In 1898 Mildred went to live and work in France as a foreign correspondent and translator. She lived initially in Paris, where she met fellow ex-patriate Americans Gertrude Stein and Alice B. Toklas. When she was 60, Mildred decided to retire from the busy city life and, in search of peace and quiet, looked for a house in the countryside around Paris. In June 1914, she moved to Huiry, where she found a delightful house overlooking the River Marne.
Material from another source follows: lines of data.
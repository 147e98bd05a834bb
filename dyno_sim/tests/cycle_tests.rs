//! Full drive-cycle tests on deterministic time.
//!
//! Steps a `SimulationLoop` through one 46 s cycle on an exact 10 ms grid
//! and checks the published curve shape, rounding and phase bookkeeping.

use dyno_common::config::TimingConfig;
use dyno_common::consts::{CYCLE_T, IDLE_RPM, REDLINE_RPM};
use dyno_common::snapshot::{Snapshot, round2};
use dyno_sim::physics::PhaseSegment;
use dyno_sim::sim_loop::advance_phase;
use dyno_sim::{Clock, FakeClock, SimulationLoop, Tick};

const DT: f64 = 0.01;
const TICKS_PER_CYCLE: usize = 4600;

/// Run one full cycle starting at `t0`, returning every tick.
fn run_cycle(t0: f64) -> Vec<Tick> {
    let clock = FakeClock::new(t0);
    let mut sim = SimulationLoop::new(TimingConfig::default(), clock.now());
    (1..=TICKS_PER_CYCLE)
        .map(|k| {
            clock.set(t0 + k as f64 * DT);
            sim.tick(clock.now())
        })
        .collect()
}

#[test]
fn test_cycle_starts_and_ends_at_idle() {
    let ticks = run_cycle(0.0);
    assert_eq!(ticks.first().unwrap().sample.rpm, IDLE_RPM);
    assert_eq!(ticks.last().unwrap().sample.rpm, IDLE_RPM);
}

#[test]
fn test_cycle_visits_segments_in_order() {
    let ticks = run_cycle(0.0);
    let mut order: Vec<PhaseSegment> = ticks.iter().map(|t| t.segment).collect();
    order.dedup();
    // The last tick may wrap into the next lap's Idle1.
    if order.len() == 6 {
        assert_eq!(order.pop(), Some(PhaseSegment::Idle1));
    }
    assert_eq!(order, PhaseSegment::ALL.to_vec());
}

#[test]
fn test_hold_reaches_limiter() {
    let ticks = run_cycle(0.0);
    let hold_max = ticks
        .iter()
        .filter(|t| t.segment == PhaseSegment::Hold)
        .map(|t| t.sample.rpm)
        .fold(f64::MIN, f64::max);
    assert!(hold_max >= 11900.0, "hold max {hold_max}");
    // Limiter flutter stays within ~90 rpm of redline.
    assert!(hold_max <= REDLINE_RPM + 90.0);
}

#[test]
fn test_ramp_strictly_increasing() {
    let ticks = run_cycle(0.0);
    let ramp: Vec<f64> = ticks
        .iter()
        .filter(|t| t.segment == PhaseSegment::Ramp)
        .map(|t| t.sample.rpm)
        .collect();
    assert!(ramp.len() > 2000);
    for pair in ramp.windows(2) {
        assert!(pair[1] > pair[0], "ramp not increasing: {} -> {}", pair[0], pair[1]);
    }
}

#[test]
fn test_rpm_bounded_outside_hold() {
    for t in run_cycle(3.7) {
        if t.segment != PhaseSegment::Hold {
            assert!(t.sample.rpm >= IDLE_RPM && t.sample.rpm <= REDLINE_RPM);
        }
    }
}

#[test]
fn test_phase_stays_in_cycle() {
    for t in run_cycle(0.0) {
        assert!(t.phase >= 0.0 && t.phase < CYCLE_T, "phase {}", t.phase);
    }
}

#[test]
fn test_snapshots_are_rounded_samples() {
    let ticks = run_cycle(1234.5);
    let mut emitted = 0;
    for t in &ticks {
        if let Some(s) = t.snapshot {
            emitted += 1;
            assert!(s.is_finite());
            assert_eq!(s, Snapshot::rounded(&t.sample));
            assert_eq!(s.rpm, round2(t.sample.rpm));
            assert_eq!(s.power_ps, round2(t.sample.power_ps));
        }
    }
    // 46 s at 20 Hz; float grid points may delay some emissions by a tick.
    assert!((760..=920).contains(&emitted), "emitted {emitted}");
}

#[test]
fn test_ambient_uses_wall_time_not_phase() {
    // Same phase, different wall time: ambient differs, engine curve does not.
    let a = run_cycle(0.0);
    let b = run_cycle(50.0);
    let (ta, tb) = (&a[100], &b[100]);
    assert_eq!(ta.sample.rpm, tb.sample.rpm);
    assert_ne!(ta.sample.temperature_c, tb.sample.temperature_c);
}

#[test]
fn test_time_anomalies_do_not_corrupt_phase() {
    let clock = FakeClock::new(0.0);
    let mut sim = SimulationLoop::new(TimingConfig::default(), 0.0);
    let mut expected = 0.0;
    let mut t = 0.0;

    for k in 0..3000 {
        let (now, step) = match k {
            500 => (t, DT),              // dt = 0
            900 => (t - 1.0, DT),        // dt < 0
            1300 => (f64::NAN, DT),      // dt = NaN
            1700 => (t + 5.0, DT),       // 5 s stall
            _ => (t + DT, DT),
        };
        clock.set(now);
        let tick = sim.tick(clock.now());
        if now.is_finite() {
            t = now;
        } else {
            t += DT;
        }
        expected = advance_phase(expected, step);
        assert!((tick.phase - expected).abs() < 1e-6, "tick {k}");
    }
    assert_eq!(sim.clamped_dt(), 4);
}
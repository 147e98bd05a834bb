//! Catalog of the published metrics.
//!
//! Each metric has a stable key, a display name, a unit and a default
//! display range. Hosts use the catalog to label and scale values.

use serde::{Deserialize, Serialize};

/// One of the seven published measurements.
#[derive(Debug, Clone, Copy, PartialEq, Eq, Hash, Default, Serialize, Deserialize)]
pub enum Metric {
    /// Road speed.
    #[default]
    SpeedKmh,
    /// Engine speed.
    Rpm,
    /// Torque.
    TorqueNm,
    /// Power.
    PowerPS,
    /// DIN correction factor.
    DINFactorPct,
    /// Ambient temperature.
    TemperatureC,
    /// Ambient pressure.
    PressurehPa,
}

impl Metric {
    /// All metrics in publish order.
    pub const ALL: [Metric; 7] = [
        Metric::SpeedKmh,
        Metric::Rpm,
        Metric::TorqueNm,
        Metric::PowerPS,
        Metric::DINFactorPct,
        Metric::TemperatureC,
        Metric::PressurehPa,
    ];

    /// Stable key.
    pub fn key(&self) -> &'static str {
        match self {
            Metric::SpeedKmh => "SpeedKmh",
            Metric::Rpm => "Rpm",
            Metric::TorqueNm => "TorqueNm",
            Metric::PowerPS => "PowerPS",
            Metric::DINFactorPct => "DINFactorPct",
            Metric::TemperatureC => "TemperatureC",
            Metric::PressurehPa => "PressurehPa",
        }
    }

    /// Name shown on the test-bench display.
    pub fn display_name(&self) -> &'static str {
        match self {
            Metric::SpeedKmh => "Geschwindigkeit",
            Metric::Rpm => "Motordrehzahl",
            Metric::TorqueNm => "Drehmoment",
            Metric::PowerPS => "Leistung",
            Metric::DINFactorPct => "DIN Faktor",
            Metric::TemperatureC => "Temperatur",
            Metric::PressurehPa => "Druck",
        }
    }

    pub fn unit(&self) -> &'static str {
        match self {
            Metric::SpeedKmh => "km/h",
            Metric::Rpm => "RPM",
            Metric::TorqueNm => "Nm",
            Metric::PowerPS => "PS",
            Metric::DINFactorPct => "%",
            Metric::TemperatureC => "°C",
            Metric::PressurehPa => "hPa",
        }
    }

    /// Default display range `(min, max)`.
    pub fn default_range(&self) -> (f64, f64) {
        match self {
            Metric::SpeedKmh => (0.0, 300.0),
            Metric::Rpm => (0.0, 15000.0),
            Metric::TorqueNm => (0.0, 1000.0),
            Metric::PowerPS => (0.0, 250.0),
            Metric::DINFactorPct => (90.0, 110.0),
            Metric::TemperatureC => (-10.0, 80.0),
            Metric::PressurehPa => (950.0, 1050.0),
        }
    }

    /// Case-insensitive lookup by key.
    pub fn find(key: &str) -> Option<Metric> {
        Metric::ALL
            .iter()
            .copied()
            .find(|m| m.key().eq_ignore_ascii_case(key))
    }
}

impl std::fmt::Display for Metric {
    fn fmt(&self, f: &mut std::fmt::Formatter<'_>) -> std::fmt::Result {
        f.write_str(self.key())
    }
}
She moved in and began to renovate the property but her dreams of a quiet life were shattered in August 1914.
Mildred’s accounts of what life was like for a civilian American woman in that part of the world in the early days of WW1 are fascinating and can be read on line:
“A Hilltop on the Marne”
http://www.gutenberg.org/files/11011/11011-h/11011-h.htm
“When Johnny Comes Marching Home”
https://archive.org/details/whenjohnnycomesm00aldr/page/n15
After some hair-raising adventures, Mildred and a friend visited the graves of many of the soldiers killed in the early days of WW1. They travelled on 5th December 1914 by car, following the line of the fighting that took place on 6th and 7th September 1914. Pilgrimages to the cemeteries had begun on All Souls Day – 2nd November – 1914 but Mildred and her friend preferred to wait until the crowds had thinned out.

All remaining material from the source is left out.